Storie
Antonio, il Che della Stazione di Roma Termini
di
Alessandro Radicchi
25.04.2010 "Ah… ho capito già che cosa che dobbiamo fa’… io so’ nato nel 1950, un ragazzo di borgata, Sicilia… una vita normale, ho sempre fatto, senza problemi. Sono arrivato all’età di 20 anni, mi ero appena sposato… sono partito: mi hanno chiamato a fare il militare. Sono partito, solo che il militare non mi dava niente di quello che mi doveva dare… Naturamente, ho lasciato mia moglie con mia figlia, che era in stato interessante.

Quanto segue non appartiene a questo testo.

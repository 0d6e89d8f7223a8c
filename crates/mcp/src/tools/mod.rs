pub mod example;
mod registry;
mod schema;

pub use example::{ExampleTool, EXAMPLE_TOOL_NAME};
pub use registry::{Tool, ToolRegistry};
pub use schema::{
    json_schema_array, json_schema_boolean, json_schema_integer, json_schema_number,
    json_schema_object, json_schema_string, validate_arguments,
};
// MCP server: JSON-RPC dispatch over the resource and tool registries,
// served as newline-delimited JSON on any async byte stream.

use crate::codec::{RequestFrame, RequestLineCodec};
use crate::plugin::Plugin;
use crate::protocol::*;
use crate::resources::{ResourceProvider, ResourceRegistry};
use crate::tools::ToolRegistry;
use futures::{SinkExt, StreamExt};
use serde::de::DeserializeOwned;
use std::sync::Arc;
use tokio::io::{AsyncRead, AsyncWrite};
use tokio_util::codec::{FramedRead, FramedWrite, LinesCodec};
use tokio_util::sync::CancellationToken;
use toolhost_core::{ToolhostError, ToolhostResult};

/// Longest request line accepted from a client
const MAX_LINE_LENGTH: usize = 8 * 1024 * 1024;

pub struct McpServer {
    info: ServerInfo,
    resources: ResourceRegistry,
    tools: ToolRegistry,
}

impl McpServer {
    pub fn new(info: ServerInfo, resources: ResourceRegistry, tools: ToolRegistry) -> Self {
        Self {
            info,
            resources,
            tools,
        }
    }

    /// Build registries from a plugin's registrations plus host-level providers
    pub fn from_plugin<I>(info: ServerInfo, plugin: &dyn Plugin, extra_providers: I) -> Self
    where
        I: IntoIterator<Item = Arc<dyn ResourceProvider>>,
    {
        let resources: ResourceRegistry = plugin
            .register_resources()
            .into_iter()
            .chain(extra_providers)
            .collect();
        let tools: ToolRegistry = plugin.register_tools().into_iter().collect();

        tracing::info!(
            plugin = plugin.name(),
            schemes = ?resources.schemes(),
            tools = tools.len(),
            "MCP server assembled"
        );

        Self::new(info, resources, tools)
    }

    pub fn info(&self) -> &ServerInfo {
        &self.info
    }

    pub async fn list_resources(&self) -> ListResourcesResult {
        let resources = self
            .resources
            .list_resources()
            .await
            .into_iter()
            .map(ResourceDescriptor::from)
            .collect();
        ListResourcesResult { resources }
    }

    pub async fn read_resource(&self, uri: &str) -> ToolhostResult<ReadResourceResult> {
        let info = self.resources.get_resource_info(uri).await?;
        let content = self.resources.read_resource(uri).await?;

        Ok(ReadResourceResult {
            contents: vec![ResourceContents::from_bytes(uri, info.mime_type, &content)],
        })
    }

    pub fn list_tools(&self) -> ListToolsResult {
        ListToolsResult {
            tools: self.tools.list_schemas(),
        }
    }

    /// Run a tool. Execution failures become an `isError` result; unknown
    /// tools and bad arguments stay errors.
    pub async fn call_tool(
        &self,
        name: &str,
        arguments: serde_json::Value,
    ) -> ToolhostResult<CallToolResult> {
        match self.tools.call(name, arguments).await {
            Err(e @ ToolhostError::Execution(_)) => {
                tracing::warn!(tool = name, "Tool execution failed: {}", e);
                Ok(CallToolResult::error(e.to_string()))
            }
            other => other,
        }
    }

    /// Dispatch one request. Notifications produce no response.
    pub async fn handle_request(&self, request: JsonRpcRequest) -> Option<JsonRpcResponse> {
        let Some(id) = request.id.clone() else {
            self.handle_notification(&request);
            return None;
        };

        if request.jsonrpc != JSONRPC_VERSION {
            return Some(JsonRpcResponse::error(id, JsonRpcError::invalid_request()));
        }

        tracing::debug!(method = %request.method, %id, "Handling request");

        let result = match request.method.as_str() {
            "initialize" => self.initialize(request.params),
            "ping" => Ok(serde_json::json!({})),
            "resources/list" => to_value(self.list_resources().await),
            "resources/read" => match parse_params::<ReadResourceParams>(request.params) {
                Ok(params) => self
                    .read_resource(&params.uri)
                    .await
                    .map_err(|e| JsonRpcError::from(&e))
                    .and_then(to_value),
                Err(e) => Err(e),
            },
            "tools/list" => to_value(self.list_tools()),
            "tools/call" => match parse_params::<CallToolParams>(request.params) {
                Ok(params) => self
                    .call_tool(&params.name, params.arguments)
                    .await
                    .map_err(|e| JsonRpcError::from(&e))
                    .and_then(to_value),
                Err(e) => Err(e),
            },
            method => Err(JsonRpcError::method_not_found(method)),
        };

        Some(match result {
            Ok(value) => JsonRpcResponse::success(id, value),
            Err(error) => {
                tracing::debug!(method = %request.method, code = error.code, "Request failed: {}", error.message);
                JsonRpcResponse::error(id, error)
            }
        })
    }

    /// Parse and dispatch one line of input, returning the serialized response.
    /// Bytes that are not UTF-8 JSON get a parse error.
    pub async fn handle_line(&self, line: &[u8]) -> Option<String> {
        if line.iter().all(u8::is_ascii_whitespace) {
            return None;
        }

        let response = match serde_json::from_slice::<serde_json::Value>(line) {
            Err(e) => {
                tracing::warn!("Unparseable request: {}", e);
                Some(JsonRpcResponse::error(
                    serde_json::Value::Null,
                    JsonRpcError::parse_error(),
                ))
            }
            Ok(value) => {
                // A present `"id": null` still makes this a request
                let id = value.get("id").cloned();
                match serde_json::from_value::<JsonRpcRequest>(value) {
                    Ok(mut request) => {
                        if request.id.is_none() {
                            request.id = id;
                        }
                        self.handle_request(request).await
                    }
                    Err(e) => {
                        tracing::warn!("Malformed request: {}", e);
                        Some(JsonRpcResponse::error(
                            id.unwrap_or(serde_json::Value::Null),
                            JsonRpcError::invalid_request(),
                        ))
                    }
                }
            }
        }?;

        match serde_json::to_string(&response) {
            Ok(encoded) => Some(encoded),
            Err(e) => {
                tracing::error!("Failed to encode response: {}", e);
                None
            }
        }
    }

    /// Serve newline-delimited JSON-RPC until EOF or cancellation
    pub async fn serve<R, W>(
        &self,
        reader: R,
        writer: W,
        cancel: CancellationToken,
    ) -> anyhow::Result<()>
    where
        R: AsyncRead + Unpin,
        W: AsyncWrite + Unpin,
    {
        let mut frames = FramedRead::new(reader, RequestLineCodec::new_with_max_length(MAX_LINE_LENGTH));
        let mut sink = FramedWrite::new(writer, LinesCodec::new());

        loop {
            let next = tokio::select! {
                biased;
                _ = cancel.cancelled() => {
                    tracing::debug!("MCP transport cancelled");
                    break;
                }
                next = frames.next() => next,
            };

            let line = match next {
                None => {
                    tracing::debug!("MCP client closed the stream");
                    break;
                }
                Some(Ok(RequestFrame::Line(line))) => line,
                Some(Ok(RequestFrame::Oversized)) => {
                    tracing::warn!("Request exceeds {} bytes, discarded", MAX_LINE_LENGTH);
                    let response =
                        JsonRpcResponse::error(serde_json::Value::Null, JsonRpcError::parse_error());
                    sink.send(serde_json::to_string(&response)?).await?;
                    continue;
                }
                Some(Err(e)) => return Err(e.into()),
            };

            if let Some(response) = self.handle_line(&line).await {
                sink.send(response).await?;
            }
        }

        Ok(())
    }

    pub async fn serve_stdio(&self, cancel: CancellationToken) -> anyhow::Result<()> {
        tracing::info!("MCP server listening on stdio");
        self.serve(tokio::io::stdin(), tokio::io::stdout(), cancel).await
    }

    fn initialize(&self, params: Option<serde_json::Value>) -> Result<serde_json::Value, JsonRpcError> {
        if let Some(params) = params {
            let params: InitializeParams = parse_params(Some(params))?;
            tracing::info!(
                client = %params.client_info.name,
                client_version = %params.client_info.version,
                protocol = %params.protocol_version,
                "MCP client connected"
            );
        }

        to_value(InitializeResult {
            protocol_version: PROTOCOL_VERSION.to_string(),
            capabilities: ServerCapabilities {
                resources: Some(ResourcesCapability {
                    subscribe: false,
                    list_changed: false,
                }),
                tools: Some(ToolsCapability {
                    list_changed: false,
                }),
                experimental: serde_json::json!({}),
            },
            server_info: self.info.clone(),
        })
    }

    fn handle_notification(&self, request: &JsonRpcRequest) {
        match request.method.as_str() {
            "notifications/initialized" => tracing::debug!("MCP client initialized"),
            "notifications/cancelled" => tracing::debug!("MCP client cancelled a request"),
            method => tracing::debug!(method, "Ignoring notification"),
        }
    }
}

fn parse_params<T: DeserializeOwned>(params: Option<serde_json::Value>) -> Result<T, JsonRpcError> {
    let params = params.unwrap_or_else(|| serde_json::json!({}));
    serde_json::from_value(params).map_err(|e| JsonRpcError::invalid_params(e.to_string()))
}

fn to_value<T: serde::Serialize>(value: T) -> Result<serde_json::Value, JsonRpcError> {
    serde_json::to_value(value).map_err(|e| JsonRpcError::internal_error(e.to_string()))
}
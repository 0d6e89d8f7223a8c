// Tool trait and the registry the protocol server dispatches through

use crate::protocol::{CallToolResult, ToolSchema};
use crate::tools::schema::validate_arguments;
use std::collections::BTreeMap;
use std::sync::Arc;
use toolhost_core::{ToolhostError, ToolhostResult};

/// A named, schema-validated action
///
/// Tools hold no state between calls. `execute` is only invoked after
/// `validate` succeeded for the same arguments.
#[async_trait::async_trait]
pub trait Tool: Send + Sync {
    /// Get the tool schema for MCP
    fn schema(&self) -> ToolSchema;

    /// Check arguments against the declared input schema
    fn validate(&self, arguments: &serde_json::Value) -> ToolhostResult<()> {
        validate_arguments(&self.schema().input_schema, arguments)
    }

    /// Execute the tool with validated arguments
    async fn execute(&self, arguments: serde_json::Value) -> ToolhostResult<CallToolResult>;
}

/// Tool registry for managing available tools
#[derive(Default, Clone)]
pub struct ToolRegistry {
    tools: BTreeMap<String, Arc<dyn Tool>>,
}

impl ToolRegistry {
    pub fn new() -> Self {
        Self::default()
    }

    /// Register a tool, replacing any previous tool with the same name
    pub fn register(&mut self, tool: Arc<dyn Tool>) {
        let schema = tool.schema();
        if self.tools.insert(schema.name.clone(), tool).is_some() {
            tracing::warn!("Tool {} registered twice, keeping the latest", schema.name);
        }
    }

    /// Get a tool by name
    pub fn get(&self, name: &str) -> Option<Arc<dyn Tool>> {
        self.tools.get(name).cloned()
    }

    /// List all tool schemas, ordered by name
    pub fn list_schemas(&self) -> Vec<ToolSchema> {
        self.tools.values().map(|t| t.schema()).collect()
    }

    /// Check if a tool exists
    pub fn contains(&self, name: &str) -> bool {
        self.tools.contains_key(name)
    }

    pub fn len(&self) -> usize {
        self.tools.len()
    }

    pub fn is_empty(&self) -> bool {
        self.tools.is_empty()
    }

    /// Look up, validate, then execute
    pub async fn call(
        &self,
        name: &str,
        arguments: serde_json::Value,
    ) -> ToolhostResult<CallToolResult> {
        let tool = self
            .get(name)
            .ok_or_else(|| ToolhostError::Argument(format!("unknown tool '{}'", name)))?;

        tool.validate(&arguments)?;

        tracing::debug!(tool = name, "Executing tool");
        tool.execute(arguments).await
    }
}

impl FromIterator<Arc<dyn Tool>> for ToolRegistry {
    fn from_iter<I: IntoIterator<Item = Arc<dyn Tool>>>(tools: I) -> Self {
        let mut registry = Self::new();
        for tool in tools {
            registry.register(tool);
        }
        registry
    }
}

#[cfg(test)]
mod tests {
    use super::*;
    use crate::tools::{json_schema_object, json_schema_string};
    use std::sync::atomic::{AtomicUsize, Ordering};

    struct FailingTool {
        executions: AtomicUsize,
    }

    #[async_trait::async_trait]
    impl Tool for FailingTool {
        fn schema(&self) -> ToolSchema {
            ToolSchema {
                name: "failing".to_string(),
                description: "Always fails".to_string(),
                input_schema: json_schema_object(
                    serde_json::json!({ "path": json_schema_string("Path") }),
                    vec!["path"],
                ),
            }
        }

        async fn execute(&self, _arguments: serde_json::Value) -> ToolhostResult<CallToolResult> {
            self.executions.fetch_add(1, Ordering::SeqCst);
            Err(ToolhostError::Execution("disk on fire".to_string()))
        }
    }

    #[tokio::test]
    async fn test_call_validates_before_execute() {
        let tool = Arc::new(FailingTool {
            executions: AtomicUsize::new(0),
        });
        let mut registry = ToolRegistry::new();
        registry.register(tool.clone());

        let err = registry.call("failing", serde_json::json!({})).await.unwrap_err();
        assert!(matches!(err, ToolhostError::Argument(_)));
        assert_eq!(tool.executions.load(Ordering::SeqCst), 0);

        let err = registry
            .call("failing", serde_json::json!({"path": "a"}))
            .await
            .unwrap_err();
        assert_eq!(err, ToolhostError::Execution("disk on fire".to_string()));
        assert_eq!(tool.executions.load(Ordering::SeqCst), 1);
    }

    #[tokio::test]
    async fn test_unknown_tool() {
        let registry = ToolRegistry::new();
        assert!(registry.is_empty());

        let err = registry.call("nope", serde_json::Value::Null).await.unwrap_err();
        assert!(matches!(err, ToolhostError::Argument(msg) if msg.contains("nope")));
    }
}
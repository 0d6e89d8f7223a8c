// Plugin lifecycle state machine: Idle -> Configured -> Running -> Idle

use super::task::{BackgroundTask, TaskSet};
use super::Plugin;
use futures::FutureExt;
use std::future::Future;
use std::panic::AssertUnwindSafe;
use std::sync::Arc;
use tokio::sync::Mutex;
use toolhost_core::{PluginConfig, ToolhostError, ToolhostResult};

/// Lifecycle state of a plugin
#[derive(Debug, Clone, Copy, PartialEq, Eq)]
pub enum LifecycleState {
    Idle,
    Configured,
    Running,
}

impl std::fmt::Display for LifecycleState {
    fn fmt(&self, f: &mut std::fmt::Formatter<'_>) -> std::fmt::Result {
        let s = match self {
            Self::Idle => "idle",
            Self::Configured => "configured",
            Self::Running => "running",
        };
        f.write_str(s)
    }
}

struct RuntimeState {
    lifecycle: LifecycleState,
    config: Option<PluginConfig>,
    tasks: TaskSet,
}

/// Bookkeeping shared by plugin implementations: current state, the active
/// configuration and the background task handles.
///
/// Every transition holds the state lock, so `stop()` has finished waiting
/// for the task before another transition can begin. `tasks` is non-empty
/// exactly while the state is `Running`.
pub struct PluginRuntime {
    name: String,
    state: Mutex<RuntimeState>,
}

impl PluginRuntime {
    pub fn new(name: impl Into<String>) -> Self {
        Self {
            name: name.into(),
            state: Mutex::new(RuntimeState {
                lifecycle: LifecycleState::Idle,
                config: None,
                tasks: TaskSet::new(),
            }),
        }
    }

    pub fn name(&self) -> &str {
        &self.name
    }

    /// Install a configuration. A running task is stopped first.
    pub async fn configure(&self, config: PluginConfig) -> ToolhostResult<()> {
        config.validate()?;

        let mut state = self.state.lock().await;
        if state.lifecycle == LifecycleState::Running {
            tracing::info!(plugin = %self.name, "Reconfiguring running plugin, stopping background task");
            state.tasks.shutdown_all().await;
        }

        state.config = Some(config);
        state.lifecycle = LifecycleState::Configured;
        tracing::debug!(plugin = %self.name, "Plugin configured");
        Ok(())
    }

    /// Spawn the periodic task built from `work`. Requires `Configured`;
    /// a no-op while already `Running`.
    pub async fn start<F, Fut>(&self, work: F) -> ToolhostResult<()>
    where
        F: FnMut() -> Fut + Send + 'static,
        Fut: Future<Output = anyhow::Result<()>> + Send + 'static,
    {
        let mut state = self.state.lock().await;
        match state.lifecycle {
            LifecycleState::Running => {
                tracing::debug!(plugin = %self.name, "Plugin already running");
                return Ok(());
            }
            LifecycleState::Idle => {
                return Err(ToolhostError::Configuration(format!(
                    "plugin {} must be set up before it is started",
                    self.name
                )));
            }
            LifecycleState::Configured => {}
        }

        let interval = state
            .config
            .as_ref()
            .map(PluginConfig::interval)
            .ok_or_else(|| {
                ToolhostError::Configuration(format!("plugin {} has no configuration", self.name))
            })?;

        let task = BackgroundTask::spawn_periodic(format!("{}-updater", self.name), interval, work);
        state.tasks.insert(task);
        state.lifecycle = LifecycleState::Running;

        tracing::info!(plugin = %self.name, ?interval, "Plugin started");
        Ok(())
    }

    /// Cancel and await all tasks, then return to `Idle`. Safe to call in any state.
    pub async fn stop(&self) {
        let mut state = self.state.lock().await;
        if state.lifecycle != LifecycleState::Running {
            return;
        }

        state.tasks.shutdown_all().await;
        state.lifecycle = LifecycleState::Idle;
        tracing::info!(plugin = %self.name, "Plugin stopped");
    }

    pub async fn state(&self) -> LifecycleState {
        self.state.lock().await.lifecycle
    }

    pub async fn config(&self) -> Option<PluginConfig> {
        self.state.lock().await.config.clone()
    }

    pub async fn active_tasks(&self) -> usize {
        self.state.lock().await.tasks.len()
    }
}

/// Run `body` with the plugin set up and started, then stop it on every exit
/// path: success, error, or panic (re-raised once the plugin is stopped).
pub async fn run_scoped<P, F, Fut, T>(plugin: Arc<P>, body: F) -> anyhow::Result<T>
where
    P: Plugin + ?Sized,
    F: FnOnce(Arc<P>) -> Fut,
    Fut: Future<Output = anyhow::Result<T>>,
{
    let started = async {
        plugin.setup().await?;
        plugin.start().await
    }
    .await;

    if let Err(e) = started {
        plugin.stop().await;
        return Err(anyhow::Error::new(e).context(format!("failed to start plugin {}", plugin.name())));
    }

    let outcome = AssertUnwindSafe(body(plugin.clone())).catch_unwind().await;
    plugin.stop().await;

    match outcome {
        Ok(result) => result,
        Err(panic) => std::panic::resume_unwind(panic),
    }
}

#[cfg(test)]
mod tests {
    use super::*;
    use std::time::Duration;

    fn config() -> PluginConfig {
        PluginConfig {
            update_interval: 1,
            max_items: 10,
            data_dir: None,
        }
    }

    fn noop() -> impl FnMut() -> futures::future::Ready<anyhow::Result<()>> + Send + 'static {
        || futures::future::ready(Ok(()))
    }

    #[tokio::test(start_paused = true)]
    async fn test_state_transitions() {
        let runtime = PluginRuntime::new("test");
        assert_eq!(runtime.state().await, LifecycleState::Idle);

        let err = runtime.start(noop()).await.unwrap_err();
        assert!(matches!(err, ToolhostError::Configuration(_)));
        assert_eq!(runtime.active_tasks().await, 0);

        runtime.configure(config()).await.unwrap();
        assert_eq!(runtime.state().await, LifecycleState::Configured);

        runtime.start(noop()).await.unwrap();
        runtime.start(noop()).await.unwrap();
        assert_eq!(runtime.state().await, LifecycleState::Running);
        assert_eq!(runtime.active_tasks().await, 1);

        runtime.stop().await;
        assert_eq!(runtime.state().await, LifecycleState::Idle);
        assert_eq!(runtime.active_tasks().await, 0);

        // Stopping twice is harmless
        runtime.stop().await;
        assert_eq!(runtime.state().await, LifecycleState::Idle);
    }

    #[tokio::test(start_paused = true)]
    async fn test_reconfigure_while_running_stops_task() {
        let runtime = PluginRuntime::new("test");
        runtime.configure(config()).await.unwrap();
        runtime.start(noop()).await.unwrap();

        runtime.configure(config()).await.unwrap();
        assert_eq!(runtime.state().await, LifecycleState::Configured);
        assert_eq!(runtime.active_tasks().await, 0);

        runtime.start(noop()).await.unwrap();
        tokio::time::sleep(Duration::from_secs(2)).await;
        assert_eq!(runtime.active_tasks().await, 1);
        runtime.stop().await;
    }

    #[tokio::test]
    async fn test_invalid_config_is_rejected() {
        let runtime = PluginRuntime::new("test");
        let mut bad = config();
        bad.max_items = 0;

        assert!(runtime.configure(bad).await.is_err());
        assert_eq!(runtime.state().await, LifecycleState::Idle);
    }
}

Dice: “A noi non ci frega, lei deve partire”. Va bene. So’partito, sono andato a fare il militare. Sono stato a Fiano e ho fatto il CAR avanzato, dopo un mese: “A Bolzano!”. “Bolzano? Non ci sono mai stato…”. Stavo a Bolzano, l’esercito mi dava 158 lire al giorno… E che ci fai con… Manco le sigarette mi ci compravo."
Così iniziava l'intervista "Un Mercenario di Strada" nella rubrica Parliamone del numero 7 di Shaker.
Ora Antonio è stato intervistato da Redattore sociale, ed il suo volto da concretezza alle sue parole. Grazie a Redattore sociale, grazie ad Antonio.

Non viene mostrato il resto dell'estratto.